How to complete this task:
What do the lines say, reproduced word for word, from the first of the entries below through the line bearing "#[tokio::main]"?

(Stored data)
****************************************
//! Ant - Rust 多机器人共享环境模型服务
//!
//! 入口：初始化日志、加载配置、装配协作者并启动服务，直到 Ctrl+C。
//! 独立进程运行时使用进程内 Mock 协作者（真实传输由部署方注入）。

use std::sync::Arc;

use anyhow::Context;
use ant::external::mock::{
    MockActionEngine, MockComponentCatalog, MockPipeCatalog, MockRegistrar, MockSyncHub,
};
use ant::{config::load_config, Collaborators, ContextService};

#[tokio::main]
async fn main() -> anyhow::Result<()> {
    ant::observability::init();

    let cfg = load_config(None).unwrap_or_else(|e| {
        tracing::warn!("Config load failed ({}), using defaults", e);
        Default::default()
    });

    let repo_hub = MockSyncHub::new();
    let tracked_hub = MockSyncHub::new();
    let repo_inbound = repo_hub.subscribe().await;
    let tracked_inbound = tracked_hub.subscribe().await;

    let collaborators = Collaborators {
        registrar: Arc::new(MockRegistrar::new()),
        engine: Arc::new(MockActionEngine::new()),
        components: Arc::new(MockComponentCatalog::new()),
        pipes: Arc::new(MockPipeCatalog::new()),
        repo_channel: repo_hub.clone(),
        tracked_channel: tracked_hub.clone(),
    };

    let service = ContextService::start(&cfg, collaborators, repo_inbound, tracked_inbound);

    tokio::signal::ctrl_c()
        .await
        .context("Waiting for shutdown signal failed")?;
    tracing::info!("Shutting down namespace '{}'", service.namespace());
    service.shutdown();

    Ok(())
}
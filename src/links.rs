//! 组件链接注册表与后台链接任务
//!
//! 外部发现的传感组件（名字 + 声明类型）与仓库条目之间的关联表。
//! 后台链接任务周期性写入，参数解析器并发读取；单把锁只覆盖表操作本身，
//! 不跨任何远程调用，链接任务失速不会阻塞解析。

use std::collections::HashSet;
use std::sync::Arc;
use std::time::Duration;

use serde::{Deserialize, Serialize};
use tokio::sync::RwLock;
use tokio_util::sync::CancellationToken;

use crate::external::ComponentCatalog;
use crate::repository::{ItemKind, Repository};

/// 外部声明的传感组件描述
#[derive(Debug, Clone, PartialEq, Eq, Serialize, Deserialize)]
pub struct ComponentInfo {
    pub name: String,
    /// 组件声明类型（如 "camera"、"lidar"），多个组件可共享同一类型
    pub component_type: String,
}

/// 组件 -> 条目名 的单条链接
#[derive(Debug, Clone)]
pub struct ComponentLink {
    pub component: ComponentInfo,
    pub item_name: String,
}

/// 链接表：每个组件名至多一条链接
#[derive(Default)]
pub struct ComponentLinkRegistry {
    links: RwLock<Vec<ComponentLink>>,
}

impl ComponentLinkRegistry {
    pub fn new() -> Self {
        Self::default()
    }

    /// 插入链接；同名组件的已有链接被替换
    pub async fn add_link(&self, component: ComponentInfo, item_name: impl Into<String>) {
        let item_name = item_name.into();
        let mut links = self.links.write().await;
        if let Some(existing) = links.iter_mut().find(|l| l.component.name == component.name) {
            existing.component = component;
            existing.item_name = item_name;
        } else {
            links.push(ComponentLink { component, item_name });
        }
    }

    pub async fn has_link(&self, component_name: &str) -> bool {
        self.links
            .read()
            .await
            .iter()
            .any(|l| l.component.name == component_name)
    }

    /// 移除链接；不存在时返回 false
    pub async fn remove_link(&self, component_name: &str) -> bool {
        let mut links = self.links.write().await;
        let before = links.len();
        links.retain(|l| l.component.name != component_name);
        links.len() != before
    }

    /// 指定声明类型的所有已链接组件，按插入顺序（调用方取第一个作为平局规则）
    pub async fn links_by_type(&self, component_type: &str) -> Vec<ComponentInfo> {
        self.links
            .read()
            .await
            .iter()
            .filter(|l| l.component.component_type == component_type)
            .map(|l| l.component.clone())
            .collect()
    }

    pub async fn len(&self) -> usize {
        self.links.read().await.len()
    }

    pub async fn is_empty(&self) -> bool {
        self.links.read().await.is_empty()
    }

    async fn linked_component_names(&self) -> Vec<String> {
        self.links
            .read()
            .await
            .iter()
            .map(|l| l.component.name.clone())
            .collect()
    }
}

/// 后台链接循环：轮询外部组件目录，把发现的组件挂到同名 Component 条目上，
/// 并剪除目录中已消失组件的链接。收到取消信号后退出。
pub async fn run_linker(
    registry: Arc<ComponentLinkRegistry>,
    repository: Arc<Repository>,
    catalog: Arc<dyn ComponentCatalog>,
    poll_interval: Duration,
    shutdown: CancellationToken,
) {
    let mut ticker = tokio::time::interval(poll_interval);
    loop {
        tokio::select! {
            _ = shutdown.cancelled() => {
                tracing::debug!("Component linker stopped");
                break;
            }
            _ = ticker.tick() => {
                let components = match catalog.list_components().await {
                    Ok(components) => components,
                    Err(e) => {
                        tracing::warn!("Component catalog query failed: {}", e);
                        continue;
                    }
                };

                for component in &components {
                    let Some(item) = repository.get_by_name(&component.name).await else {
                        continue;
                    };
                    if item.kind() != ItemKind::Component {
                        continue;
                    }
                    if !registry.has_link(&component.name).await {
                        tracing::info!(
                            "Linked component '{}' ({}) to item '{}'",
                            component.name, component.component_type, item.name
                        );
                    }
                    registry.add_link(component.clone(), item.name).await;
                }

                let alive: HashSet<&str> = components.iter().map(|c| c.name.as_str()).collect();
                for name in registry.linked_component_names().await {
                    if !alive.contains(name.as_str()) {
                        registry.remove_link(&name).await;
                        tracing::info!("Unlinked vanished component '{}'", name);
                    }
                }
            }
        }
    }
}

#[cfg(test)]
mod tests {
    use super::*;
    use crate::external::mock::MockComponentCatalog;
    use crate::repository::{ComponentPayload, Item, ItemPayload};

    fn component(name: &str, component_type: &str) -> ComponentInfo {
        ComponentInfo {
            name: name.to_string(),
            component_type: component_type.to_string(),
        }
    }

    #[tokio::test]
    async fn test_add_link_replaces_same_component() {
        let registry = ComponentLinkRegistry::new();
        registry.add_link(component("cam0", "camera"), "sensor1").await;
        registry.add_link(component("cam0", "camera"), "sensor2").await;

        assert_eq!(registry.len().await, 1);
        assert!(registry.has_link("cam0").await);
    }

    #[tokio::test]
    async fn test_remove_link_reports_absence() {
        let registry = ComponentLinkRegistry::new();
        registry.add_link(component("cam0", "camera"), "sensor1").await;

        assert!(registry.remove_link("cam0").await);
        assert!(!registry.remove_link("cam0").await);
    }

    #[tokio::test]
    async fn test_links_by_type_keeps_insertion_order() {
        let registry = ComponentLinkRegistry::new();
        registry.add_link(component("cam0", "camera"), "s1").await;
        registry.add_link(component("lidar0", "lidar"), "s2").await;
        registry.add_link(component("cam1", "camera"), "s3").await;

        let cameras = registry.links_by_type("camera").await;
        assert_eq!(cameras.len(), 2);
        assert_eq!(cameras[0].name, "cam0");
        assert_eq!(cameras[1].name, "cam1");
    }

    #[tokio::test]
    async fn test_linker_links_and_prunes() {
        let registry = Arc::new(ComponentLinkRegistry::new());
        let repository = Arc::new(Repository::new());
        repository
            .add(Item::new("cam0", "", ItemPayload::Component(ComponentPayload::default())))
            .await
            .unwrap();

        let catalog = Arc::new(MockComponentCatalog::new());
        catalog.set_components(vec![component("cam0", "camera")]).await;

        let shutdown = CancellationToken::new();
        let handle = tokio::spawn(run_linker(
            registry.clone(),
            repository.clone(),
            catalog.clone(),
            Duration::from_millis(10),
            shutdown.clone(),
        ));

        tokio::time::sleep(Duration::from_millis(50)).await;
        assert!(registry.has_link("cam0").await);

        // 目录中消失的组件被剪除
        catalog.set_components(vec![]).await;
        tokio::time::sleep(Duration::from_millis(50)).await;
        assert!(!registry.has_link("cam0").await);

        shutdown.cancel();
        handle.await.unwrap();
    }
}
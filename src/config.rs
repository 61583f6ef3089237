//! 应用配置：从 config/default.toml 与环境变量加载
//!
//! 加载顺序：先读 TOML 文件，再用环境变量 `ANT__*` 覆盖（双下划线表示嵌套，
//! 如 `ANT__APP__NAMESPACE=robot2`）。

use std::path::PathBuf;

use serde::Deserialize;

/// 应用配置根（对应 config/default.toml 的顶层）
#[derive(Debug, Clone, Deserialize, Default)]
#[serde(default)]
pub struct AppConfig {
    pub app: AppSection,
    pub sync: SyncSection,
    pub linker: LinkerSection,
    pub actions: ActionsSection,
}

/// [app] 段：命名空间标识
#[derive(Debug, Clone, Deserialize)]
#[serde(default)]
pub struct AppSection {
    /// 本进程的命名空间名；跨进程同步的身份单位
    pub namespace: String,
}

impl Default for AppSection {
    fn default() -> Self {
        Self {
            namespace: "ant".to_string(),
        }
    }
}

/// [sync] 段：RequestConfig 重发周期
#[derive(Debug, Clone, Deserialize)]
#[serde(default)]
pub struct SyncSection {
    pub request_interval_secs: u64,
}

impl Default for SyncSection {
    fn default() -> Self {
        Self {
            request_interval_secs: 1,
        }
    }
}

/// [linker] 段：组件目录轮询周期
#[derive(Debug, Clone, Deserialize)]
#[serde(default)]
pub struct LinkerSection {
    pub poll_interval_secs: u64,
}

impl Default for LinkerSection {
    fn default() -> Self {
        Self {
            poll_interval_secs: 2,
        }
    }
}

/// [actions] 段：任务模板目录
#[derive(Debug, Clone, Deserialize)]
#[serde(default)]
pub struct ActionsSection {
    pub template_dir: PathBuf,
}

impl Default for ActionsSection {
    fn default() -> Self {
        Self {
            template_dir: PathBuf::from("config/actions"),
        }
    }
}

/// 从 config 目录加载配置，环境变量 ANT__* 可覆盖
///
/// 1. 按顺序查找 config/default.toml、../config/default.toml、default.toml，找到则作为第一源
/// 2. 若传入 config_path 且文件存在，则追加该文件（可覆盖前面的键）
/// 3. 最后叠加环境变量 ANT__*（双下划线表示嵌套键）
pub fn load_config(config_path: Option<PathBuf>) -> Result<AppConfig, config::ConfigError> {
    let mut builder = config::Config::builder();

    let default_names = ["config/default", "../config/default", "default"];
    for name in default_names {
        let path = format!("{}.toml", name);
        if std::path::Path::new(&path).exists() {
            builder = builder.add_source(config::File::with_name(name).required(false));
            break;
        }
    }

    if let Some(ref path) = config_path {
        if path.exists() {
            builder = builder.add_source(config::File::from(path.clone()).required(false));
        }
    }

    builder = builder.add_source(
        config::Environment::with_prefix("ANT")
            .separator("__")
            .try_parsing(true),
    );

    let c = builder.build()?;
    c.try_deserialize()
}

#[cfg(test)]
mod tests {
    use super::*;

    #[test]
    fn test_defaults() {
        let cfg = AppConfig::default();
        assert_eq!(cfg.app.namespace, "ant");
        assert_eq!(cfg.sync.request_interval_secs, 1);
        assert_eq!(cfg.linker.poll_interval_secs, 2);
        assert_eq!(cfg.actions.template_dir, PathBuf::from("config/actions"));
    }

    #[test]
    fn test_load_from_file() {
        let dir = tempfile::tempdir().unwrap();
        let path = dir.path().join("service.toml");
        std::fs::write(
            &path,
            r#"
[app]
namespace = "robot2"

[sync]
request_interval_secs = 5
"#,
        )
        .unwrap();

        let cfg = load_config(Some(path)).unwrap();
        assert_eq!(cfg.app.namespace, "robot2");
        assert_eq!(cfg.sync.request_interval_secs, 5);
        // 未覆盖的段保持默认
        assert_eq!(cfg.linker.poll_interval_secs, 2);
    }
}
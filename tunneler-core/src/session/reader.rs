use tokio::task::JoinHandle;
use tracing::{debug, error, info, trace, warn};

use super::inbox::Push;
use super::listen::{AcceptedStream, PendingListen};
use super::table::{ListenSlot, StreamSlot, StreamState, StreamTable};
use super::{IncomingStream, Role, Session, StreamId};
use crate::frame::{Frame, FrameType, SESSION_STREAM_ID};
use crate::transport::TransportReader;
use crate::{Result, TunnelError};

const RECEIVE_BUFFER_FULL: &str = "receive buffer full";

/// The only consumer of the transport's receiving half.
pub(crate) struct FrameReader {
    session: Session,
    reader: Box<dyn TransportReader>,
}

impl FrameReader {
    pub(crate) fn new<R>(session: Session, reader: R) -> Self
    where
        R: TransportReader + 'static,
    {
        Self {
            session,
            reader: Box::new(reader),
        }
    }

    pub(crate) fn spawn(mut self) -> JoinHandle<()> {
        tokio::spawn(async move {
            match self.start().await {
                Ok(()) => debug!("frame reader reached end of transport."),
                Err(TunnelError::SessionClosed) => debug!("peer ended the session."),
                Err(err) => {
                    if matches!(
                        err,
                        TunnelError::ProtocolViolation(_) | TunnelError::MalformedFrame(_)
                    ) {
                        self.session
                            .send_frame_detached(Frame::error(SESSION_STREAM_ID, &err.to_string()));
                    }
                    error!("session failed: {}", err);
                }
            }

            self.session.teardown();
        })
    }

    async fn start(&mut self) -> Result<()> {
        let token = self.session.token().clone();

        loop {
            let message = tokio::select! {
                message = self.reader.next() => message?,
                _ = token.cancelled() => return Ok(()),
            };

            let message = match message {
                Some(message) => message,
                None => return Ok(()),
            };

            let frame = Frame::decode(message)?;
            trace!("received frame {}", frame);

            match frame.kind() {
                FrameType::Open => self.on_open(frame).await?,
                FrameType::OpenAck => self.on_open_ack(frame.stream_id())?,
                FrameType::Data => self.on_data(frame).await?,
                FrameType::Close => self.on_close(frame.stream_id())?,
                FrameType::Error => self.on_error(frame)?,
                FrameType::ListenRequest => self.on_listen_request(frame).await?,
                FrameType::ListenAck => self.on_listen_ack(frame).await?,
                FrameType::Accept => self.on_accept(frame).await?,
            }
        }
    }

    async fn on_open(&mut self, frame: Frame) -> Result<()> {
        let id = frame.stream_id();
        let destination = frame.destination()?;
        let (inbox_tx, inbox_rx) = self.session.inbox();

        let rejection = {
            let mut table = self.session.table().lock();
            table.check_peer_id(id)?;

            if self.session.role() == Role::Client {
                table.retired.insert(id);
                Some("client sessions do not accept streams")
            } else {
                let incoming = IncomingStream {
                    id,
                    destination,
                    inbox: inbox_rx,
                };
                let queued = match table.incoming {
                    Some(ref queue) => queue.send(incoming).is_ok(),
                    None => false,
                };

                if queued {
                    table
                        .streams
                        .insert(id, StreamSlot::new(StreamState::Open, inbox_tx, None));
                    None
                } else {
                    table.retired.insert(id);
                    Some("session is closing")
                }
            }
        };

        match rejection {
            Some(reason) => {
                warn!(stream = id, reason, "refusing stream opened by peer");
                self.session.send_frame(Frame::error(id, reason)).await
            }
            None => Ok(()),
        }
    }

    fn on_open_ack(&mut self, id: StreamId) -> Result<()> {
        let mut table = self.session.table().lock();
        if !table.streams.contains_key(&id) {
            return unknown_id(&table, id, FrameType::OpenAck);
        }

        if let Some(slot) = table.streams.get_mut(&id) {
            match slot.state.on_ack() {
                Some(next) => {
                    slot.state = next;
                    if let Some(ack) = slot.pending_ack.take() {
                        let _ = ack.send(Ok(()));
                    }
                }
                None => {
                    return Err(TunnelError::ProtocolViolation(format!(
                        "OpenAck for stream {} in state {:?}",
                        id, slot.state
                    )))
                }
            }
        }

        Ok(())
    }

    async fn on_data(&mut self, frame: Frame) -> Result<()> {
        let id = frame.stream_id();
        let overflow = {
            let table = self.session.table().lock();
            let slot = match table.streams.get(&id) {
                Some(slot) => slot,
                None => return unknown_id(&table, id, FrameType::Data),
            };

            if !slot.state.can_receive() {
                return Err(TunnelError::ProtocolViolation(format!(
                    "Data for stream {} in state {:?}",
                    id, slot.state
                )));
            }

            match slot.inbox {
                Some(ref inbox) => match inbox.push(frame.into_payload()) {
                    Push::Queued => false,
                    Push::Discarded => {
                        trace!(stream = id, "receiver is gone, discarding data");
                        false
                    }
                    Push::Overflow => true,
                },
                None => false,
            }
        };

        if overflow {
            warn!(stream = id, "receiver fell behind, resetting stream");
            if let Some(frame) = self.session.begin_reset(id, RECEIVE_BUFFER_FULL) {
                self.session.send_frame(frame).await?;
            }
        }

        Ok(())
    }

    fn on_close(&mut self, id: StreamId) -> Result<()> {
        let mut table = self.session.table().lock();

        if let Some(token) = table.hosted.remove(&id) {
            info!(listen = id, "peer released hosted listener");
            token.cancel();
            return Ok(());
        }

        let state = match table.streams.get(&id) {
            Some(slot) => slot.state,
            None => return unknown_id(&table, id, FrameType::Close),
        };

        match state.on_remote_close() {
            Some(StreamState::Closed) => {
                table.streams.remove(&id);
                debug!(stream = id, "stream closed by both sides");
            }
            Some(next) => {
                if let Some(slot) = table.streams.get_mut(&id) {
                    slot.state = next;
                    slot.inbox.take();
                }
            }
            None => {
                return Err(TunnelError::ProtocolViolation(format!(
                    "Close for stream {} in state {:?}",
                    id, state
                )))
            }
        }

        Ok(())
    }

    fn on_error(&mut self, frame: Frame) -> Result<()> {
        let id = frame.stream_id();
        let reason = frame.reason();

        if id == SESSION_STREAM_ID {
            error!(%reason, "peer reported a fatal session error");
            return Err(TunnelError::SessionClosed);
        }

        let mut table = self.session.table().lock();

        if let Some(slot) = table.streams.remove(&id) {
            debug!(stream = id, %reason, "stream reset by peer");
            let error = if slot.pending_ack.is_some() {
                TunnelError::StreamRejected { id, reason }
            } else {
                TunnelError::StreamReset { id, reason }
            };
            slot.fail(error);
            return Ok(());
        }

        if let Some(slot) = table.listens.remove(&id) {
            match slot {
                ListenSlot::Pending { ack, .. } => {
                    let _ = ack.send(Err(TunnelError::ListenRejected(reason)));
                }
                ListenSlot::Active(accepts) => {
                    warn!(listen = id, %reason, "remote listener failed");
                    let _ = accepts.send(Err(TunnelError::ListenRejected(reason)));
                }
            }
            return Ok(());
        }

        if let Some(token) = table.hosted.remove(&id) {
            token.cancel();
            return Ok(());
        }

        debug!(id, %reason, "ignoring error for unknown id");
        Ok(())
    }

    async fn on_listen_request(&mut self, frame: Frame) -> Result<()> {
        let id = frame.stream_id();
        let destination = frame.destination()?;

        let rejection = {
            let mut table = self.session.table().lock();
            table.check_peer_id(id)?;

            if self.session.role() == Role::Client {
                table.retired.insert(id);
                Some("client sessions do not host listeners")
            } else {
                let token = self.session.token().child_token();
                let queued = match table.listen_requests {
                    Some(ref queue) => queue.send(PendingListen { id, destination }).is_ok(),
                    None => false,
                };

                if queued {
                    table.hosted.insert(id, token);
                    None
                } else {
                    table.retired.insert(id);
                    Some("session is closing")
                }
            }
        };

        match rejection {
            Some(reason) => {
                warn!(listen = id, reason, "refusing listen request");
                self.session.send_frame(Frame::error(id, reason)).await
            }
            None => Ok(()),
        }
    }

    async fn on_listen_ack(&mut self, frame: Frame) -> Result<()> {
        let id = frame.stream_id();
        let bound = frame.bound_address()?;

        let abandoned = {
            let mut table = self.session.table().lock();
            match table.listens.remove(&id) {
                Some(ListenSlot::Pending { ack, accepts }) => {
                    if ack.send(Ok(bound)).is_ok() {
                        table.listens.insert(id, ListenSlot::Active(accepts));
                        false
                    } else {
                        table.retired.insert(id);
                        true
                    }
                }
                Some(active) => {
                    table.listens.insert(id, active);
                    return Err(TunnelError::ProtocolViolation(format!(
                        "duplicate ListenAck for listen {}",
                        id
                    )));
                }
                None => return unknown_id(&table, id, FrameType::ListenAck),
            }
        };

        if abandoned {
            debug!(listen = id, "listen request was abandoned, releasing it");
            self.session.send_frame(Frame::close(id)).await?;
        }

        Ok(())
    }

    async fn on_accept(&mut self, frame: Frame) -> Result<()> {
        let stream_id = frame.stream_id();
        let (listen_id, origin) = frame.accept_parts()?;
        let (inbox_tx, inbox_rx) = self.session.inbox();

        let delivered = {
            let mut table = self.session.table().lock();
            table.check_peer_id(stream_id)?;

            let accepted = AcceptedStream {
                id: stream_id,
                origin,
                inbox: inbox_rx,
            };
            let delivered = match table.listens.get(&listen_id) {
                Some(ListenSlot::Active(accepts)) => accepts.send(Ok(accepted)).is_ok(),
                Some(ListenSlot::Pending { .. }) => {
                    return Err(TunnelError::ProtocolViolation(format!(
                        "Accept for listen {} before its ListenAck",
                        listen_id
                    )))
                }
                None => false,
            };

            if delivered {
                table
                    .streams
                    .insert(stream_id, StreamSlot::new(StreamState::Open, inbox_tx, None));
            } else {
                table.retired.insert(stream_id);
            }
            delivered
        };

        if !delivered {
            debug!(listen = listen_id, stream = stream_id, "no listener for accepted stream");
            self.session
                .send_frame(Frame::error(stream_id, "listener is closed"))
                .await?;
        }

        Ok(())
    }
}

/// Frames for ids we reset may still be in flight; anything else is a violation.
fn unknown_id(table: &StreamTable, id: StreamId, kind: FrameType) -> Result<()> {
    if table.retired.contains(id) {
        trace!(id, "discarding late {:?} for a reset id", kind);
        return Ok(());
    }

    Err(TunnelError::ProtocolViolation(format!(
        "{:?} for unknown id {}",
        kind, id
    )))
}
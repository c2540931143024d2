use std::path::{Path, PathBuf};

use clap::Parser;

use tunneler_core::{Direction, TunnelSpec};

use crate::Result;

#[derive(Parser, Debug)]
#[clap(author, version, about, long_about = None)]
pub struct ClientArgs {
    /// Listen here and reach the target through the server: [bindHost:]bindPort:targetHost:targetPort
    #[clap(short = 'L', long = "local-tunnel", value_name = "SPEC")]
    local_tunnel: Option<String>,

    /// Have the server listen and reach the target from here: [bindHost:]bindPort:targetHost:targetPort
    #[clap(short = 'R', long = "remote-tunnel", value_name = "SPEC")]
    remote_tunnel: Option<String>,

    /// Tunnel protocol.
    #[clap(short, long, default_value = "tcp", value_parser = ["tcp", "udp"])]
    protocol: String,

    /// Config file to use instead of searching the default locations.
    #[clap(short, long, value_name = "PATH")]
    config: Option<PathBuf>,
}

impl ClientArgs {
    pub fn config_path(&self) -> Option<&Path> {
        self.config.as_deref()
    }

    pub fn protocol(&self) -> &str {
        &self.protocol
    }

    /// The one tunnel requested on the command line.
    pub fn tunnel(&self) -> Result<(Direction, TunnelSpec)> {
        match (&self.local_tunnel, &self.remote_tunnel) {
            (Some(_), Some(_)) => {
                Err("unable to create local and remote tunnel at the same time".into())
            }
            (None, None) => Err("need at least one type of tunnel (-L or -R)".into()),
            (Some(spec), None) => Ok((Direction::Local, TunnelSpec::parse(&self.protocol, spec)?)),
            (None, Some(spec)) => Ok((Direction::Remote, TunnelSpec::parse(&self.protocol, spec)?)),
        }
    }
}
****************************************
Result:
//! Ant - Rust 多机器人共享环境模型服务
//!
//! 入口：初始化日志、加载配置、装配协作者并启动服务，直到 Ctrl+C。
//! 独立进程运行时使用进程内 Mock 协作者（真实传输由部署方注入）。

use std::sync::Arc;

use anyhow::Context;
use ant::external::mock::{
    MockActionEngine, MockComponentCatalog, MockPipeCatalog, MockRegistrar, MockSyncHub,
};
use ant::{config::load_config, Collaborators, ContextService};

#[tokio::main]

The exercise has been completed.